Required work. Out of the entries that follow, copy each line containing "Deserialize".

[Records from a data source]

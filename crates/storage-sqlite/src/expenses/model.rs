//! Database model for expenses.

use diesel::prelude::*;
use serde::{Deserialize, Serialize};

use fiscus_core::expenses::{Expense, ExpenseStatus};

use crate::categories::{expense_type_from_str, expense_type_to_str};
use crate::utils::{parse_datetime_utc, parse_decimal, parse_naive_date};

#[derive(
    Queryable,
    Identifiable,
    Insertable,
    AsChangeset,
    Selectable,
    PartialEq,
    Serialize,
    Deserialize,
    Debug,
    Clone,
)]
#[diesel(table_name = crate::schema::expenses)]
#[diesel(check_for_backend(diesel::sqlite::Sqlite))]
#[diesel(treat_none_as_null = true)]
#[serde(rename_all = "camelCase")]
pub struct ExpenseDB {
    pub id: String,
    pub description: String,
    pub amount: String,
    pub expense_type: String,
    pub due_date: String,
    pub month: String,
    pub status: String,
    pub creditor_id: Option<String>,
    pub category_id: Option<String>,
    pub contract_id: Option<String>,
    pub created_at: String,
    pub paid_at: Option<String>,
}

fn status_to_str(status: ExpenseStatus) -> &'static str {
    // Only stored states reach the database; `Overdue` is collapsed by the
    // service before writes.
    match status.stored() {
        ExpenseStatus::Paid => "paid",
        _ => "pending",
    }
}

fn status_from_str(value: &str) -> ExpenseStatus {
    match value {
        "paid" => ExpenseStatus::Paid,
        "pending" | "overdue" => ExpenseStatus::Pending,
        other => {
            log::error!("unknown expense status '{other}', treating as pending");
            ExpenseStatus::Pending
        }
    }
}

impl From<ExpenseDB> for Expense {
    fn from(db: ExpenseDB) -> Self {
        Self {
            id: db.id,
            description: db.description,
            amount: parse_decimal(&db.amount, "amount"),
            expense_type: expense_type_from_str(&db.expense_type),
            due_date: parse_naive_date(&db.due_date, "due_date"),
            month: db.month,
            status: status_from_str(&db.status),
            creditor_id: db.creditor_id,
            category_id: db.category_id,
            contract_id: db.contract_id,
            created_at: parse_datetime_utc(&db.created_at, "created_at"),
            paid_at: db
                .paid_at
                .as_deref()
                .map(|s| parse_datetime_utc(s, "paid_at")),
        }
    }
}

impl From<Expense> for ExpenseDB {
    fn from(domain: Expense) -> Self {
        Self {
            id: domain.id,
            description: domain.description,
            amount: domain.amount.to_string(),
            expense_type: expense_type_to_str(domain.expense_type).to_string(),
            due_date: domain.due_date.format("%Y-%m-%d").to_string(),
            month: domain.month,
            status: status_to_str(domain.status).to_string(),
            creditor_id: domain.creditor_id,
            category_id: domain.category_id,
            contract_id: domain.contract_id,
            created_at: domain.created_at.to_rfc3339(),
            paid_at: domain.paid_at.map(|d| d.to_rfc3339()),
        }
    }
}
--
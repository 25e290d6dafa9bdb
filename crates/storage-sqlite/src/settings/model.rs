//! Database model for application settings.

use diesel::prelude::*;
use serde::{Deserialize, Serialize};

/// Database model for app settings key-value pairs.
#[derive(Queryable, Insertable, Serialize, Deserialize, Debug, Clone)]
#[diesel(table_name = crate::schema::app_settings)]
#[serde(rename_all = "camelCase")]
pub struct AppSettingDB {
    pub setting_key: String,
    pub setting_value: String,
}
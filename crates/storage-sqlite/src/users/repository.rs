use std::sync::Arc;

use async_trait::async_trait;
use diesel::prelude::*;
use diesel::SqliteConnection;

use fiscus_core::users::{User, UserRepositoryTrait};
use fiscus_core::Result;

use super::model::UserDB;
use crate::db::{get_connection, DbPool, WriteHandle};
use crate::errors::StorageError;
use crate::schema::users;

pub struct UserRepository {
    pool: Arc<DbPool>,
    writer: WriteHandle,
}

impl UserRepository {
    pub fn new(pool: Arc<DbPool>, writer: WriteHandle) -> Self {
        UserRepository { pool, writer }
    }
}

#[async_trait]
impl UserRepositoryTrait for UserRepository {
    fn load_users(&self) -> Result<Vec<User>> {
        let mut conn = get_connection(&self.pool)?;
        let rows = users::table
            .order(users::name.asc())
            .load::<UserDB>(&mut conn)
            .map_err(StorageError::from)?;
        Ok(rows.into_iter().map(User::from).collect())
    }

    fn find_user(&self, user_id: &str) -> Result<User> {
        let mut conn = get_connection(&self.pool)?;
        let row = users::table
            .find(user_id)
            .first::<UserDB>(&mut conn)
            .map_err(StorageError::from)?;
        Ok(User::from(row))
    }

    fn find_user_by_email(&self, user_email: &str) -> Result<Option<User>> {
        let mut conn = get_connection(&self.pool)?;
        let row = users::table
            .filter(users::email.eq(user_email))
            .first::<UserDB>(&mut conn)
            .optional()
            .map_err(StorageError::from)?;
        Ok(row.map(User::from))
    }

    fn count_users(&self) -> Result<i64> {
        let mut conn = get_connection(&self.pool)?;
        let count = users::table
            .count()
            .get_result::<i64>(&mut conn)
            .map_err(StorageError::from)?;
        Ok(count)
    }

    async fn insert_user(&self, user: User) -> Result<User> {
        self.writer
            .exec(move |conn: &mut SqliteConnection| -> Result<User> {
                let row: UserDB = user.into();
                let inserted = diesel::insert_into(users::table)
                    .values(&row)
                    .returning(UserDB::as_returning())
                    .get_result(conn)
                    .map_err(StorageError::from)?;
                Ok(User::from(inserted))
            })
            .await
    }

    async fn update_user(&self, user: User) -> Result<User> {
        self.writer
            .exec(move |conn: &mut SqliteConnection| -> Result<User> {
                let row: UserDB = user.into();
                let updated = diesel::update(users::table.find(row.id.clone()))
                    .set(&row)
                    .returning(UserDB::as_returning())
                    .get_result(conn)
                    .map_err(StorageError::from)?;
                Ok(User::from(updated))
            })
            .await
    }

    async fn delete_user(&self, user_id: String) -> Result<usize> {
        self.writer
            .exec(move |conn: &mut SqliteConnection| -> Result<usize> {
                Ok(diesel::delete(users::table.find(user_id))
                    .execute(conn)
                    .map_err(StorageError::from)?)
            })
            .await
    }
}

Response to the task.
use serde::{Deserialize, Serialize};
    Deserialize,
use serde::{Deserialize, Serialize};
#[derive(Queryable, Insertable, Serialize, Deserialize, Debug, Clone)]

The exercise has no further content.